Poetry icon Philip Levine inspired thousands of student writers

by Jefferson Beavers

 

It would be easy to pay tribute to Mr. Philip Levine by listing his many accomplishments in poetry:

A year as United States poet laureate, a Pulitzer Prize, two National Book Awards, two Guggenheim Foundation fellowships, a Wallace Stevens Award from the Academy of American Poets and many others.

But for Mr. Levine — the professor emeritus of English at Fresno State who died Feb. 14 from pancreatic cancer at age 87 — the list of accomplishments can only begin to describe his work.

Mr. Levine’s poems often gave voice to the lives of working-class Americans. Born in Detroit to immigrant parents, he worked in factory jobs while attending high school. He was a first-generation college student, earning bachelor’s and master’s degrees from Wayne State University.
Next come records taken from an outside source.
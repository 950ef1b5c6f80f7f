use std::time::Duration;

use sqlx::postgres::{PgPool, PgPoolOptions};

use stepwise_core::config::DatabaseConfig;
use stepwise_core::error::{Result, StepwiseError};

/// Database connection wrapper providing connection pooling.
#[derive(Clone)]
pub struct Database {
    pool: PgPool,
}

impl Database {
    /// Connect to `url` using the pool settings from configuration.
    pub async fn connect(url: &str, config: &DatabaseConfig) -> Result<Self> {
        let pool = Self::create_pool(url, config.pool_size, config.pool_timeout_secs)
            .await
            .map_err(|e| StepwiseError::Database(format!("Failed to connect: {}", e)))?;

        Ok(Self { pool })
    }

    /// Wrap an existing pool.
    pub fn from_pool(pool: PgPool) -> Self {
        Self { pool }
    }

    /// Create a connection pool with the given parameters.
    async fn create_pool(url: &str, size: u32, timeout_secs: u64) -> sqlx::Result<PgPool> {
        PgPoolOptions::new()
            .max_connections(size)
            .acquire_timeout(Duration::from_secs(timeout_secs))
            .connect(url)
            .await
    }

    /// Get the pool.
    pub fn pool(&self) -> &PgPool {
        &self.pool
    }

    /// Check database connectivity.
    pub async fn health_check(&self) -> Result<()> {
        sqlx::query("SELECT 1")
            .execute(&self.pool)
            .await
            .map_err(|e| StepwiseError::Database(format!("Health check failed: {}", e)))?;
        Ok(())
    }

    /// Close all connections gracefully.
    pub async fn close(&self) {
        self.pool.close().await;
    }
}
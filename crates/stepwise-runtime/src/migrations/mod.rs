mod migrator;
mod report;

pub use migrator::{Migrator, RoundTrip, RoundTripStage};
pub use report::{DiffReport, Snapshot, StatusReport};
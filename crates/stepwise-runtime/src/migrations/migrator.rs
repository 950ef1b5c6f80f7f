//! Applies and reverses registered migrations against a history store.

use std::collections::HashSet;

use tracing::{debug, info, warn};

use stepwise_core::error::{Result, StepwiseError};
use stepwise_core::migration::{Migration, MigrationRegistry};

use super::report::{DiffReport, Snapshot, StatusReport};
use crate::history::HistoryStore;

/// Stage of a regression round trip, reported after each step.
#[derive(Debug, Clone, Copy, PartialEq, Eq)]
pub enum RoundTripStage {
    Migrated,
    RolledBack,
    Remigrated,
}

/// Status reports collected by [`Migrator::round_trip`].
#[derive(Debug, Clone)]
pub struct RoundTrip {
    pub migrated: StatusReport,
    pub rolled_back: StatusReport,
    pub remigrated: StatusReport,
}

/// Migration engine over an ordered registry.
///
/// Each migration's action and its history write are separate steps with
/// no surrounding transaction. A failure stops the run and leaves every
/// earlier step in place.
pub struct Migrator<S: HistoryStore> {
    store: S,
    registry: MigrationRegistry<S::Handle>,
    strict: bool,
}

impl<S: HistoryStore> Migrator<S> {
    /// Create a migrator. Fails if the registry has empty, oversized or
    /// duplicate ids.
    pub fn new(store: S, registry: MigrationRegistry<S::Handle>) -> Result<Self> {
        registry.validate()?;
        Ok(Self {
            store,
            registry,
            strict: true,
        })
    }

    /// Refuse to run when the history holds ids the registry does not know.
    /// On by default.
    pub fn strict(mut self, strict: bool) -> Self {
        self.strict = strict;
        self
    }

    pub fn store(&self) -> &S {
        &self.store
    }

    pub fn registry(&self) -> &MigrationRegistry<S::Handle> {
        &self.registry
    }

    /// Create the history table if needed.
    pub async fn ensure_schema(&self) -> Result<()> {
        self.store.ensure_schema().await
    }

    /// Apply every pending migration in registry order.
    ///
    /// Returns the ids applied by this call.
    pub async fn migrate(&self) -> Result<Vec<String>> {
        let applied = self.load_applied().await?;

        let mut newly_applied = Vec::new();
        for migration in self.registry.iter() {
            if applied.contains(migration.id()) {
                continue;
            }
            self.apply(migration).await?;
            newly_applied.push(migration.id().to_string());
        }

        if newly_applied.is_empty() {
            debug!("No pending migrations");
        }
        Ok(newly_applied)
    }

    /// Reverse the applied migration that is last in registry order.
    pub async fn rollback_last(&self) -> Result<String> {
        let applied = self.load_applied().await?;

        let migration = self
            .registry
            .iter()
            .rev()
            .find(|m| applied.contains(m.id()))
            .ok_or(StepwiseError::NoAppliedMigration)?;

        self.revert(migration).await?;
        Ok(migration.id().to_string())
    }

    /// Reverse every applied migration registered after `target`, newest
    /// first. `target` itself stays applied.
    pub async fn rollback_to(&self, target: &str) -> Result<Vec<String>> {
        let position = self
            .registry
            .position(target)
            .ok_or_else(|| StepwiseError::UnknownMigration(target.to_string()))?;

        let applied = self.load_applied().await?;
        if !applied.contains(target) {
            return Err(StepwiseError::NotApplied(target.to_string()));
        }

        let mut reverted = Vec::new();
        for migration in self.registry.iter().skip(position + 1).rev() {
            if !applied.contains(migration.id()) {
                continue;
            }
            self.revert(migration).await?;
            reverted.push(migration.id().to_string());
        }
        Ok(reverted)
    }

    /// Reverse every applied migration, newest first.
    ///
    /// Stops at the first failure, keeping the reversals done so far.
    pub async fn rollback_all(&self) -> Result<Vec<String>> {
        let mut reverted = Vec::new();
        loop {
            match self.rollback_last().await {
                Ok(id) => reverted.push(id),
                Err(StepwiseError::NoAppliedMigration) => break,
                Err(e) => return Err(e),
            }
        }

        info!("Rolled back {} migrations", reverted.len());
        Ok(reverted)
    }

    /// Applied ids, or an empty set if the history cannot be read.
    pub async fn applied_ids(&self) -> HashSet<String> {
        match self.store.read_applied().await {
            Ok(ids) => ids,
            Err(e) => {
                warn!("Failed to read migration history: {}", e);
                HashSet::new()
            }
        }
    }

    /// Capture the applied ids.
    pub async fn snapshot(&self) -> Snapshot {
        Snapshot::new(self.applied_ids().await)
    }

    /// Ids applied between two snapshots.
    pub fn diff(&self, before: &Snapshot, after: &Snapshot) -> DiffReport {
        DiffReport::between(before, after, &self.registry)
    }

    /// Classify registered migrations as applied or pending.
    ///
    /// An unreadable history counts as nothing applied.
    pub async fn status(&self) -> Result<StatusReport> {
        self.store.ensure_schema().await?;
        let applied = self.applied_ids().await;
        Ok(StatusReport::classify(&self.registry, &applied))
    }

    /// Migrate, roll everything back, then migrate again.
    pub async fn round_trip(&self) -> Result<RoundTrip> {
        self.round_trip_with(|_, _| {}).await
    }

    /// Like [`round_trip`](Self::round_trip), calling `on_stage` with the
    /// status after each step.
    pub async fn round_trip_with<F>(&self, mut on_stage: F) -> Result<RoundTrip>
    where
        F: FnMut(RoundTripStage, &StatusReport),
    {
        self.migrate().await?;
        let migrated = self.status().await?;
        on_stage(RoundTripStage::Migrated, &migrated);

        self.rollback_all().await?;
        let rolled_back = self.status().await?;
        on_stage(RoundTripStage::RolledBack, &rolled_back);

        self.migrate().await?;
        let remigrated = self.status().await?;
        on_stage(RoundTripStage::Remigrated, &remigrated);

        Ok(RoundTrip {
            migrated,
            rolled_back,
            remigrated,
        })
    }

    async fn load_applied(&self) -> Result<HashSet<String>> {
        self.store.ensure_schema().await?;
        let applied = self.store.read_applied().await?;
        debug!("Already applied migrations: {:?}", applied);

        if self.strict {
            let mut unknown: Vec<String> = applied
                .iter()
                .filter(|id| !self.registry.contains(id))
                .cloned()
                .collect();
            if !unknown.is_empty() {
                unknown.sort();
                return Err(StepwiseError::UnknownAppliedMigration(unknown));
            }
        }

        Ok(applied)
    }

    async fn apply(&self, migration: &Migration<S::Handle>) -> Result<()> {
        let id = migration.id();
        info!("Applying migration: {}", id);

        migration
            .apply(self.store.handle())
            .await
            .map_err(|e| StepwiseError::forward(id, e))?;
        self.store.record(id).await?;

        info!("Migration applied: {}", id);
        Ok(())
    }

    async fn revert(&self, migration: &Migration<S::Handle>) -> Result<()> {
        let id = migration.id();
        if !migration.is_reversible() {
            return Err(StepwiseError::RollbackImpossible(id.to_string()));
        }
        info!("Rolling back migration: {}", id);

        migration
            .revert(self.store.handle())
            .await
            .map_err(|e| StepwiseError::reverse(id, e))?;
        self.store.remove(id).await?;

        info!("Migration rolled back: {}", id);
        Ok(())
    }
}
His factory work deeply influenced his plainspoken poetry. Peter Everwine, a longtime friend and classmate of Mr. Levine’s in the famed Iowa Writers’ Workshop, says Levine loved for a poem to speak directly to the reader.

“He was sometimes very angry, very intense, which drew him toward social injustices and disparities,” says Everwine, also a professor emeritus of English at Fresno State. “He had an immense sense of focus and form in his work.”
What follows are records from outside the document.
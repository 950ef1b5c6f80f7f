//! Read the current schema's tables and columns from `information_schema`.

use sqlx::PgPool;
use tracing::debug;

use stepwise_core::error::{Result, StepwiseError};
use stepwise_core::schema::{ColumnSchema, SqlType, TableSchema};

use crate::history::HISTORY_TABLE;

/// One `information_schema.columns` row.
type ColumnRow = (
    String,         // table_name
    String,         // column_name
    String,         // data_type
    String,         // udt_name
    String,         // is_nullable
    Option<String>, // column_default
    Option<i32>,    // character_maximum_length
    bool,           // part of primary key
);

const COLUMNS_SQL: &str = r#"
SELECT
    c.table_name::text,
    c.column_name::text,
    c.data_type::text,
    c.udt_name::text,
    c.is_nullable::text,
    c.column_default::text,
    c.character_maximum_length::int4,
    EXISTS (
        SELECT 1
        FROM information_schema.table_constraints tc
        JOIN information_schema.key_column_usage k
          ON k.constraint_name = tc.constraint_name
         AND k.table_schema = tc.table_schema
         AND k.table_name = tc.table_name
        WHERE tc.constraint_type = 'PRIMARY KEY'
          AND tc.table_schema = c.table_schema
          AND tc.table_name = c.table_name
          AND k.column_name = c.column_name
    )
FROM information_schema.columns c
JOIN information_schema.tables t
  ON t.table_schema = c.table_schema
 AND t.table_name = c.table_name
WHERE c.table_schema = current_schema()
  AND t.table_type = 'BASE TABLE'
  AND c.table_name::text <> $1
ORDER BY c.table_name, c.ordinal_position
"#;

/// List every base table of the current schema except the history table.
///
/// Tables are sorted by name, columns keep their ordinal order.
pub async fn introspect_tables(pool: &PgPool) -> Result<Vec<TableSchema>> {
    let rows: Vec<ColumnRow> = sqlx::query_as(COLUMNS_SQL)
        .bind(HISTORY_TABLE)
        .fetch_all(pool)
        .await
        .map_err(|e| StepwiseError::Database(format!("Failed to list tables: {}", e)))?;

    let tables = group_columns(rows);
    debug!("Introspected {} tables", tables.len());
    Ok(tables)
}

fn group_columns(rows: Vec<ColumnRow>) -> Vec<TableSchema> {
    let mut tables: Vec<TableSchema> = Vec::new();

    for (table, column, data_type, udt_name, is_nullable, default, max_len, pk) in rows {
        let column = ColumnSchema {
            name: column,
            sql_type: SqlType::from_information_schema(&data_type, &udt_name, max_len),
            nullable: is_nullable.eq_ignore_ascii_case("YES"),
            default,
            primary_key: pk,
        };

        match tables.last_mut() {
            Some(current) if current.name == table => current.columns.push(column),
            _ => tables.push(TableSchema::new(table).with_column(column)),
        }
    }

    tables
}

#[cfg(test)]
mod tests {
    use super::*;

    fn row(table: &str, column: &str, data_type: &str, udt: &str, nullable: bool) -> ColumnRow {
        (
            table.to_string(),
            column.to_string(),
            data_type.to_string(),
            udt.to_string(),
            if nullable { "YES" } else { "NO" }.to_string(),
            None,
            None,
            column == "id",
        )
    }

    #[test]
    fn test_group_columns_by_table() {
        let rows = vec![
            row("orders", "id", "uuid", "uuid", false),
            row("orders", "amount", "integer", "int4", true),
            row("users", "id", "uuid", "uuid", false),
        ];

        let tables = group_columns(rows);
        assert_eq!(tables.len(), 2);
        assert_eq!(tables[0].name, "orders");
        assert_eq!(tables[0].columns.len(), 2);
        assert!(tables[0].columns[0].primary_key);
        assert!(tables[0].columns[1].nullable);
        assert_eq!(tables[0].columns[1].sql_type, SqlType::Integer);
        assert_eq!(tables[1].name, "users");
    }

    #[test]
    fn test_group_columns_empty() {
        assert!(group_columns(Vec::new()).is_empty());
    }
}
Mr. Levine taught at Fresno State from 1958 to 1992. With Everwine and Chuck Hanzlicek, the three formed the pillars of the University’s creative writing program, which in its earliest days produced such distinguished writers as Lawson Fusao Inada, Sherley Anne Williams, Gary Soto, Larry Levis and Luis Omar Salinas.

Students sought out Mr. Levine as a tough but well-respected teacher. Described by The New York Times as a “moral comedian,” he loved to poke holes in authority, but he also nurtured young writers.

Kathy Fagan Grandinetti, a first-generation college student of Mr. Levine’s who now teaches at The Ohio State University, says Mr. Levine was indeed tough. “He was also an incredibly inspiring and gentle teacher,” she says. “As he said about his own mentor, John Berryman, he could somehow manage to devastate the student’s poems without devastating the student’s spirit.”

Brian Turner, another first-generation college student of Mr. Levine’s who now directs the creative writing program at Sierra Nevada College, says Levine brought “great power, mystery, beauty and rage” into the language of both his poetry and his teaching. He acknowledges Mr. Levine’s poem “They Feed They Lion” as a powerful influence on his own first book.

Out of burlap sacks, out of bearing butter,
Out of black bean and wet slate bread,
Out of the acids of rage, the candor of tar,
Out of creosote, gasoline, drive shafts,
wooden dollies,
They Lion grow.

“More than a decade

[after taking Mr. Levine’s class], I found myself in Iraq as an infantryman,” Turner says. “At one point, I wrote the title poem of my first book, ‘Here, Bullet,’ back home. If you recite both poems out loud with their rhythmic drive, you’ll hear the beat pulse of Phil’s poem inside my own poem.”

Such deep, lasting influence on the work of his students was the norm for Mr. Levine. Hanzlicek, also a professor emeritus of English at Fresno State, summed up Mr. Levine’s legacy:

“It was a life well lived,” Hanzlicek says. “In terms of his poetry, he accomplished everything he set out to do. And he did it with the sweat of his brow.”

— Jefferson Beavers is a communication specialist for the MFA Program in Creative Writing at Fresno State.